- YOUR INSTRUCTIONS
In the answer, every entry must appear exactly as given.

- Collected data
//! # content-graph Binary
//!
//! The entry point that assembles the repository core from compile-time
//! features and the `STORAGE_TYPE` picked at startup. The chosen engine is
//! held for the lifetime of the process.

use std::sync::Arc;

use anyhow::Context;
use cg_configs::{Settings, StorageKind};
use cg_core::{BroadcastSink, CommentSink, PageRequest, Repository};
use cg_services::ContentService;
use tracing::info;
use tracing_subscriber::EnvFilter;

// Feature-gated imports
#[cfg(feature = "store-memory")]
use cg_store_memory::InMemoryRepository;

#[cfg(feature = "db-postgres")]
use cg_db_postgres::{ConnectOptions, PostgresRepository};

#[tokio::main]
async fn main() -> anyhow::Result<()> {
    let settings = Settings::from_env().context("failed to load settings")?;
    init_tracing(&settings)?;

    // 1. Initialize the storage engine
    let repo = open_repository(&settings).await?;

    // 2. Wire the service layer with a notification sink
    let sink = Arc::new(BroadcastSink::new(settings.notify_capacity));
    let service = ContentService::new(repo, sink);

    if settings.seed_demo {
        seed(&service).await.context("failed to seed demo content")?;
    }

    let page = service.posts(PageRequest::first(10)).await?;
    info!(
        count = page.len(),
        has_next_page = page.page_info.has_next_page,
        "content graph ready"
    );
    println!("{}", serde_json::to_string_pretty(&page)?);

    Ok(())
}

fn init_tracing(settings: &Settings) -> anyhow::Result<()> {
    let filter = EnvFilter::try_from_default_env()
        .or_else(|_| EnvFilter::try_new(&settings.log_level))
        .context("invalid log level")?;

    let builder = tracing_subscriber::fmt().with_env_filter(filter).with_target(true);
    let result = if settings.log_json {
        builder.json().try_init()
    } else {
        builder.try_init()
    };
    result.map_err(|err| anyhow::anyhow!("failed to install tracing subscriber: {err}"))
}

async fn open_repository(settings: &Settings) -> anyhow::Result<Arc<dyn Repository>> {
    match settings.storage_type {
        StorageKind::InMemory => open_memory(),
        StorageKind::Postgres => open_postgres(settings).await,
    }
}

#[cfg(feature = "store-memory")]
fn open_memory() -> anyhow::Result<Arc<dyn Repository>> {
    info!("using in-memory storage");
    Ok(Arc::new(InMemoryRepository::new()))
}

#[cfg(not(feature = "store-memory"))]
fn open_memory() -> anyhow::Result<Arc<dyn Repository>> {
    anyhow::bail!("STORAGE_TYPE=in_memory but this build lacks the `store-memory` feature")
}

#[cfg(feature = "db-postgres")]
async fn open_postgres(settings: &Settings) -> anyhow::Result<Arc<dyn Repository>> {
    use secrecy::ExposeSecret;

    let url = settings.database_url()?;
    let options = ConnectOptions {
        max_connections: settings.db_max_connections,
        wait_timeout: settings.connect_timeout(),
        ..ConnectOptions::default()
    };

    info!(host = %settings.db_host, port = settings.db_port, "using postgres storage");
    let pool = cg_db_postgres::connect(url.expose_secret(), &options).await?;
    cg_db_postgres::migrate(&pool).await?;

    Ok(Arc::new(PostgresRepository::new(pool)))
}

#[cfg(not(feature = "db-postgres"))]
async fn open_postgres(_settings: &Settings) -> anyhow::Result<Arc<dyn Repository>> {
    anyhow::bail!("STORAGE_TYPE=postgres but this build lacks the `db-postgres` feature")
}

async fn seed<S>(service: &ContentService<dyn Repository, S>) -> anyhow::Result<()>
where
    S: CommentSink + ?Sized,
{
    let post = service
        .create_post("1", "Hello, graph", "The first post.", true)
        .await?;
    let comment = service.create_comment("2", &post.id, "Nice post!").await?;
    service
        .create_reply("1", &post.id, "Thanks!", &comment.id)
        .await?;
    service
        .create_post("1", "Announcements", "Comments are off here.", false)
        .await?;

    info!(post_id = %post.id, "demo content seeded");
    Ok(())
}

- COMPLETED TASK
//! # content-graph Binary
//!
//! The entry point that assembles the repository core from compile-time
//! features and the `STORAGE_TYPE` picked at startup. The chosen engine is
//! held for the lifetime of the process.

use std::sync::Arc;

use anyhow::Context;
use cg_configs::{Settings, StorageKind};
use cg_core::{BroadcastSink, CommentSink, PageRequest, Repository};
use cg_services::ContentService;
use tracing::info;
use tracing_subscriber::EnvFilter;

// Feature-gated imports
#[cfg(feature = "store-memory")]
use cg_store_memory::InMemoryRepository;

#[cfg(feature = "db-postgres")]
use cg_db_postgres::{ConnectOptions, PostgresRepository};

#[tokio::main]
async fn main() -> anyhow::Result<()> {
    let settings = Settings::from_env().context("failed to load settings")?;
    init_tracing(&settings)?;

    // 1. Initialize the storage engine
    let repo = open_repository(&settings).await?;

    // 2. Wire the service layer with a notification sink
    let sink = Arc::new(BroadcastSink::new(settings.notify_capacity));
    let service = ContentService::new(repo, sink);

    if settings.seed_demo {
        seed(&service).await.context("failed to seed demo content")?;
    }

    let page = service.posts(PageRequest::first(10)).await?;
    info!(
        count = page.len(),
        has_next_page = page.page_info.has_next_page,
        "content graph ready"
    );
    println!("{}", serde_json::to_string_pretty(&page)?);

    Ok(())
}

fn init_tracing(settings: &Settings) -> anyhow::Result<()> {
    let filter = EnvFilter::try_from_default_env()
        .or_else(|_| EnvFilter::try_new(&settings.log_level))
        .context("invalid log level")?;

    let builder = tracing_subscriber::fmt().with_env_filter(filter).with_target(true);
    let result = if settings.log_json {
        builder.json().try_init()
    } else {
        builder.try_init()
    };
    result.map_err(|err| anyhow::anyhow!("failed to install tracing subscriber: {err}"))
}

async fn open_repository(settings: &Settings) -> anyhow::Result<Arc<dyn Repository>> {
    match settings.storage_type {
        StorageKind::InMemory => open_memory(),
        StorageKind::Postgres => open_postgres(settings).await,
    }
}

#[cfg(feature = "store-memory")]
fn open_memory() -> anyhow::Result<Arc<dyn Repository>> {
    info!("using in-memory storage");
    Ok(Arc::new(InMemoryRepository::new()))
}

#[cfg(not(feature = "store-memory"))]
fn open_memory() -> anyhow::Result<Arc<dyn Repository>> {
    anyhow::bail!("STORAGE_TYPE=in_memory but this build lacks the `store-memory` feature")
}

#[cfg(feature = "db-postgres")]
async fn open_postgres(settings: &Settings) -> anyhow::Result<Arc<dyn Repository>> {
    use secrecy::ExposeSecret;

    let url = settings.database_url()?;
    let options = ConnectOptions {
        max_connections: settings.db_max_connections,
        wait_timeout: settings.connect_timeout(),
        ..ConnectOptions::default()
    };

    info!(host = %settings.db_host, port = settings.db_port, "using postgres storage");
    let pool = cg_db_postgres::connect(url.expose_secret(), &options).await?;
    cg_db_postgres::migrate(&pool).await?;

    Ok(Arc::new(PostgresRepository::new(pool)))
}

#[cfg(not(feature = "db-postgres"))]
async fn open_postgres(_settings: &Settings) -> anyhow::Result<Arc<dyn Repository>> {
    anyhow::bail!("STORAGE_TYPE=postgres but this build lacks the `db-postgres` feature")
}

async fn seed<S>(service: &ContentService<dyn Repository, S>) -> anyhow::Result<()>
where
    S: CommentSink + ?Sized,
{
    let post = service
        .create_post("1", "Hello, graph", "The first post.", true)
        .await?;
    let comment = service.create_comment("2", &post.id, "Nice post!").await?;
    service
        .create_reply("1", &post.id, "Thanks!", &comment.id)
        .await?;
    service
        .create_post("1", "Announcements", "Comments are off here.", false)
        .await?;

    info!(post_id = %post.id, "demo content seeded");
    Ok(())
}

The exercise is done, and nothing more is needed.